Example Applications

[53] In one aspect, the input data for object detection comprises image data. Efficiency and accuracy of object detection based on alignment based striding is generally higher than that of other models.

[54] The model can reside on a mobile device and perform object detection.

[55] The model can analyze video data rather than image data for the purposes of open tracking (track object when entering/leaving the frame and/or specific locations within the frame), anomaly detection (for security/ surveillance tracking), and/or segmentation.

[56] The techniques can be applied to robotic vision, autonomous and semi-autonomous driving, intelligent cameras, security and/or surveillance cameras, satellite image processing, space exploration, and so forth.

[57] In autonomous and semi-autonomous driving, the techniques can be applied to object detection during point cloud processing of videos and still images.

[58] The techniques can be applied in smart edge devices that have a low memory footprint.

[59] The techniques can be applied in privacy sensitive applications where processing is pushed as close to the sensor so that only high-level semantic features are transmitted as opposed to full imagery.

[60] The applications can include webcam effects in live streaming or video calls.

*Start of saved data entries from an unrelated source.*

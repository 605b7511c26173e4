//! Graph compilation.
//!
//! [`compile`] lowers a [`Graph`] into a [`Program`] and renders its listing.
//! Scopes are compiled from the root down: a node hosting a sub-graph
//! triggers compilation of the nested scope before its own unit is built, so
//! the async-ness of the nested entry is known at the call site. Shared
//! sub-graph definitions are compiled once no matter how many nodes call
//! them.
//!
//! Per scope the pipeline is:
//! 1. evaluation order from the scope root ([`Topology::compute_order`]), or
//!    every node when `emit_all` is set
//! 2. strategy per node (built-in, module call, sub-graph call, unresolved)
//! 3. async inference over the emitted nodes only
//! 4. symbol allocation, then one [`NodeUnit`] per node
//!
//! [`Topology::compute_order`]: nodescript_core::Topology::compute_order

use std::collections::HashSet;

use indexmap::IndexMap;
use serde_json::Value;

use nodescript_check::{convert_static, is_compatible, DefaultCodec, SchemaCodec};
use nodescript_core::builtins::BuiltinKind;
use nodescript_core::graph::{Graph, GraphScope};
use nodescript_core::id::{NodeId, ScopeId};
use nodescript_core::module::{CacheMode, EvalMode, ModuleSpec, ParamSpec, ResultSpec};
use nodescript_core::schema::{SchemaSpec, SchemaType};
use nodescript_core::spec::NodeSpec;

use crate::error::CompilerError;
use crate::listing;
use crate::program::{
    ArgExpr, ExpandedLine, Import, LinkExpr, NodeUnit, Program, ScopeProgram, UnitBody,
    ENTRY_SYMBOL,
};
use crate::symbols::{SymbolTable, DEF_PREFIX, LINE_PREFIX, NODE_PREFIX, SCOPE_PREFIX};
use crate::{CompileOptions, CompiledGraph};

/// Compiles `graph` with the default schema codec.
pub fn compile(graph: &Graph, options: &CompileOptions) -> Result<CompiledGraph, CompilerError> {
    compile_with_codec(graph, options, &DefaultCodec)
}

/// Compiles `graph`, interpreting literal property values with `codec`.
pub fn compile_with_codec(
    graph: &Graph,
    options: &CompileOptions,
    codec: &dyn SchemaCodec,
) -> Result<CompiledGraph, CompilerError> {
    let root_scope = graph.root_scope();
    let root_id = options
        .root_node_id
        .clone()
        .unwrap_or_else(|| root_scope.root_node_id.clone());
    if !root_scope.nodes.contains_key(&root_id) {
        return Err(CompilerError::RootNodeNotFound { id: root_id });
    }

    let mut compiler = Compiler::new(graph, options, codec);
    compiler
        .symbols
        .assign(SymbolTable::scope_key(&root_scope.id), ENTRY_SYMBOL);
    compiler.compile_scope(root_scope, Some(root_id.clone()))?;

    let entry_async = compiler
        .program
        .entry()
        .is_some_and(|scope| scope.is_async);
    let root_symbol = compiler
        .symbols
        .get(&SymbolTable::node_key(&ScopeId::root(), &root_id))?
        .to_string();
    let mut schema = compiler.result_schema(&graph.root_scope(), &root_id);
    if compiler
        .program
        .unit(&root_symbol)
        .is_some_and(NodeUnit::is_expanding)
    {
        schema = SchemaSpec::array(schema);
    }
    let result = ResultSpec {
        schema,
        is_async: entry_async,
    };
    compiler.program.result = result.clone();

    let program = compiler.program;
    let code = listing::render(&program, options.comments);
    Ok(CompiledGraph {
        code,
        program,
        result,
    })
}

#[derive(Debug, Clone, PartialEq, Eq)]
enum Strategy {
    Builtin(BuiltinKind),
    Module,
    Subgraph(ScopeId),
    Unresolved,
}

/// Facts about the scope currently being lowered.
struct ScopeFacts<'g> {
    scope: GraphScope<'g>,
    is_async: bool,
    emitted: HashSet<NodeId>,
    expanding: HashSet<NodeId>,
}
//! Evaluation context threaded through every node call.
//!
//! An [`EvalContext`] is a cheap handle onto one scope: its locals, its
//! memoization cache and its parent. Scopes created with
//! [`EvalContext::new_scope`] get a fresh cache and fresh locals but share
//! the codec, the event listeners, the disposables and the pending set with
//! the whole evaluation.

use std::fmt;
use std::sync::Arc;

use dashmap::{DashMap, DashSet};
use futures::future::BoxFuture;
use futures::FutureExt;
use indexmap::IndexMap;
use parking_lot::Mutex;
use serde_json::{Map, Value};

use nodescript_check::{type_of, DefaultCodec, SchemaCodec};
use nodescript_core::id::NodeUid;
use nodescript_core::schema::SchemaSpec;

use crate::error::RuntimeError;
use crate::events::{EventEmitter, NodeEvent};
use crate::value::Arg;

/// Cleanup handle registered by a node.
pub type Disposable = Box<dyn FnOnce() -> Result<(), RuntimeError> + Send>;

#[derive(Clone)]
pub struct EvalContext {
    scope: Arc<Scope>,
    shared: Arc<Shared>,
}

struct Scope {
    parent: Option<EvalContext>,
    locals: Map<String, Value>,
    cache: DashMap<NodeUid, Result<Value, RuntimeError>>,
}

struct Shared {
    codec: Arc<dyn SchemaCodec>,
    events: EventEmitter,
    disposables: Mutex<IndexMap<String, Disposable>>,
    pending: DashSet<NodeUid>,
}

impl EvalContext {
    pub fn new() -> Self {
        Self::with_codec(Arc::new(DefaultCodec))
    }

    pub fn with_codec(codec: Arc<dyn SchemaCodec>) -> Self {
        EvalContext {
            scope: Arc::new(Scope {
                parent: None,
                locals: Map::new(),
                cache: DashMap::new(),
            }),
            shared: Arc::new(Shared {
                codec,
                events: EventEmitter::new(),
                disposables: Mutex::new(IndexMap::new()),
                pending: DashSet::new(),
            }),
        }
    }

    /// Child scope with `locals` and an empty cache.
    pub fn new_scope(&self, locals: Map<String, Value>) -> EvalContext {
        EvalContext {
            scope: Arc::new(Scope {
                parent: Some(self.clone()),
                locals,
                cache: DashMap::new(),
            }),
            shared: self.shared.clone(),
        }
    }

    pub fn parent(&self) -> Option<&EvalContext> {
        self.scope.parent.as_ref()
    }

    pub fn locals(&self) -> &Map<String, Value> {
        &self.scope.locals
    }

    /// Looks `key` up in this scope, then in each ancestor.
    pub fn get_local(&self, key: &str) -> Option<Value> {
        let mut current = Some(self);
        while let Some(ctx) = current {
            if let Some(value) = ctx.scope.locals.get(key) {
                return Some(value.clone());
            }
            current = ctx.scope.parent.as_ref();
        }
        None
    }

    // --- cache ---

    pub fn cached(&self, uid: &NodeUid) -> Option<Result<Value, RuntimeError>> {
        self.scope.cache.get(uid).map(|entry| entry.value().clone())
    }

    pub fn store(&self, uid: NodeUid, outcome: Result<Value, RuntimeError>) {
        self.scope.cache.insert(uid, outcome);
    }

    pub fn is_cached(&self, uid: &NodeUid) -> bool {
        self.scope.cache.contains_key(uid)
    }

    pub fn cache_len(&self) -> usize {
        self.scope.cache.len()
    }

    // --- type services ---

    pub fn convert_type(&self, value: &Value, schema: &SchemaSpec) -> Result<Value, RuntimeError> {
        Ok(self.shared.codec.decode(value, schema)?)
    }

    pub fn default_value(&self, schema: &SchemaSpec) -> Value {
        self.shared.codec.default_value(schema)
    }

    /// Arrays as they are, anything else as a one-element array.
    pub fn to_array(&self, value: Value) -> Vec<Value> {
        match value {
            Value::Array(items) => items,
            other => vec![other],
        }
    }

    pub fn get_type(&self, value: &Value) -> &'static str {
        type_of(value)
    }

    /// Resolves `arg` to a plain value: thunks are invoked and converted to
    /// their attached schema, collections are resolved item by item in
    /// order. Lambdas resolve to `null`.
    pub fn resolve_deferred<'a>(&'a self, arg: &'a Arg) -> BoxFuture<'a, Result<Value, RuntimeError>> {
        async move {
            match arg {
                Arg::Value(value) => Ok(value.clone()),
                Arg::Deferred(deferred) => {
                    let value = deferred.invoke().await?;
                    match deferred.schema() {
                        Some(schema) => self.convert_type(&value, schema),
                        None => Ok(value),
                    }
                }
                Arg::Lambda(_) => Ok(Value::Null),
                Arg::Array(items) => {
                    let mut out = Vec::with_capacity(items.len());
                    for item in items {
                        out.push(self.resolve_deferred(item).await?);
                    }
                    Ok(Value::Array(out))
                }
                Arg::Object(fields) => {
                    let mut out = Map::new();
                    for (key, item) in fields {
                        out.insert(key.clone(), self.resolve_deferred(item).await?);
                    }
                    Ok(Value::Object(out))
                }
            }
        }
        .boxed()
    }

    // --- disposables ---

    /// Registers a cleanup under `key`. A cleanup already registered under
    /// the same key is run first.
    pub fn set_disposable(
        &self,
        key: impl Into<String>,
        cleanup: impl FnOnce() -> Result<(), RuntimeError> + Send + 'static,
    ) {
        let key = key.into();
        let previous = self
            .shared
            .disposables
            .lock()
            .insert(key.clone(), Box::new(cleanup));
        if let Some(previous) = previous {
            run_cleanup(&key, previous);
        }
    }

    /// Runs and removes the cleanup under `key`. Returns whether one was
    /// registered.
    pub fn dispose(&self, key: &str) -> bool {
        let cleanup = self.shared.disposables.lock().shift_remove(key);
        match cleanup {
            Some(cleanup) => {
                run_cleanup(key, cleanup);
                true
            }
            None => false,
        }
    }

    /// Runs every registered cleanup in registration order. Failures are
    /// logged and do not stop the remaining cleanups. Returns the number of
    /// cleanups that succeeded.
    pub fn dispose_all(&self) -> usize {
        let drained: Vec<(String, Disposable)> =
            std::mem::take(&mut *self.shared.disposables.lock()).into_iter().collect();
        drained
            .into_iter()
            .map(|(key, cleanup)| run_cleanup(&key, cleanup))
            .filter(|ok| *ok)
            .count()
    }

    pub fn disposable_count(&self) -> usize {
        self.shared.disposables.lock().len()
    }

    // --- step-through ---

    pub fn mark_pending(&self, uid: NodeUid) {
        self.shared.pending.insert(uid);
    }

    pub fn clear_pending(&self, uid: &NodeUid) -> bool {
        self.shared.pending.remove(uid).is_some()
    }

    pub fn is_pending(&self, uid: &NodeUid) -> bool {
        self.shared.pending.contains(uid)
    }

    /// Fails with [`RuntimeError::NodePending`] if `uid` is staged.
    pub fn check_pending(&self, uid: &NodeUid) -> Result<(), RuntimeError> {
        if self.is_pending(uid) {
            return Err(RuntimeError::NodePending { node: uid.clone() });
        }
        Ok(())
    }

    // --- events ---

    pub fn on_event(&self, listener: impl Fn(&NodeEvent) + Send + Sync + 'static) {
        self.shared.events.on(listener);
    }

    pub fn emit(&self, event: NodeEvent) {
        self.shared.events.emit(&event);
    }
}

fn run_cleanup(key: &str, cleanup: Disposable) -> bool {
    match cleanup() {
        Ok(()) => true,
        Err(err) => {
            tracing::warn!(key, error = %err, "disposable cleanup failed");
            false
        }
    }
}

impl Default for EvalContext {
    fn default() -> Self {
        Self::new()
    }
}

impl fmt::Debug for EvalContext {
    fn fmt(&self, f: &mut fmt::Formatter<'_>) -> fmt::Result {
        f.debug_struct("EvalContext")
            .field("locals", &self.scope.locals)
            .field("cached", &self.scope.cache.len())
            .field("root", &self.scope.parent.is_none())
            .finish()
    }
}

#[cfg(test)]
mod tests {
    use super::*;
    use serde_json::json;
    use std::sync::atomic::{AtomicUsize, Ordering};

    fn locals(value: Value) -> Map<String, Value> {
        match value {
            Value::Object(map) => map,
            _ => Map::new(),
        }
    }

    #[test]
    fn locals_walk_up_the_parent_chain() {
        let root = EvalContext::new();
        let outer = root.new_scope(locals(json!({"a": 1, "b": 2})));
        let inner = outer.new_scope(locals(json!({"b": 3})));

        assert_eq!(inner.get_local("a"), Some(json!(1)));
        assert_eq!(inner.get_local("b"), Some(json!(3)));
        assert_eq!(outer.get_local("b"), Some(json!(2)));
        assert_eq!(inner.get_local("c"), None);
        assert_eq!(root.get_local("a"), None);
    }

    #[test]
    fn nested_scopes_have_their_own_cache() {
        let root = EvalContext::new();
        let uid = NodeUid::from("n");
        root.store(uid.clone(), Ok(json!(1)));
        let child = root.new_scope(Map::new());

        assert!(root.is_cached(&uid));
        assert!(!child.is_cached(&uid));
        child.store(uid.clone(), Err(RuntimeError::node("boom")));
        assert_eq!(root.cached(&uid), Some(Ok(json!(1))));
        assert_eq!(child.cached(&uid), Some(Err(RuntimeError::node("boom"))));
    }

    #[test]
    fn type_services() {
        let ctx = EvalContext::new();
        assert_eq!(ctx.to_array(json!([1, 2])), vec![json!(1), json!(2)]);
        assert_eq!(ctx.to_array(json!("x")), vec![json!("x")]);
        assert_eq!(ctx.get_type(&json!({})), "object");
        assert_eq!(ctx.convert_type(&json!("42"), &SchemaSpec::number()).unwrap(), json!(42));
        assert!(matches!(
            ctx.convert_type(&json!("forty"), &SchemaSpec::number()),
            Err(RuntimeError::Conversion(_))
        ));
    }

    #[test]
    fn dispose_all_is_best_effort() {
        let ctx = EvalContext::new();
        let runs = Arc::new(AtomicUsize::new(0));
        let counter = runs.clone();
        ctx.set_disposable("first", || Err(RuntimeError::node("cannot close")));
        ctx.set_disposable("second", move || {
            counter.fetch_add(1, Ordering::SeqCst);
            Ok(())
        });

        assert_eq!(ctx.dispose_all(), 1);
        assert_eq!(runs.load(Ordering::SeqCst), 1);
        assert_eq!(ctx.disposable_count(), 0);
    }

    #[test]
    fn replacing_a_disposable_runs_the_old_one() {
        let ctx = EvalContext::new();
        let runs = Arc::new(AtomicUsize::new(0));
        for _ in 0..2 {
            let counter = runs.clone();
            ctx.set_disposable("conn", move || {
                counter.fetch_add(1, Ordering::SeqCst);
                Ok(())
            });
        }
        assert_eq!(runs.load(Ordering::SeqCst), 1);
        assert!(ctx.dispose("conn"));
        assert!(!ctx.dispose("conn"));
        assert_eq!(runs.load(Ordering::SeqCst), 2);
    }

    #[test]
    fn disposables_and_pending_are_shared_with_child_scopes() {
        let root = EvalContext::new();
        let child = root.new_scope(Map::new());
        child.set_disposable("k", || Ok(()));
        assert_eq!(root.disposable_count(), 1);

        let uid = NodeUid::from("step");
        root.mark_pending(uid.clone());
        assert_eq!(
            child.check_pending(&uid),
            Err(RuntimeError::NodePending { node: uid.clone() })
        );
        assert!(child.clear_pending(&uid));
        assert!(root.check_pending(&uid).is_ok());
    }
}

[61] The described techniques can be used in object detection and tracking. More particularly, for high-speed tracking. Example Application for Object Detection and Tracking: Robotic Table Tennis

[62] One example of high-speed object detection and tracking is in robotic table tennis. For example, a robotic table tennis system may use a ball (e.g., an orange ball), and the described techniques can significantly improve detection, and tracking of the orange ball, thereby enhancing the speed of detection and/or tracking of the ball. A tennis ball is generally small and moves fast, so capturing it accurately can be a challenge. Ideally the cameras would be as close to the action as possible, but in a dual camera setup, it is preferable for each camera to view the entire play area. Additionally, putting sensitively calibrated cameras in the path of fast moving balls is not ideal.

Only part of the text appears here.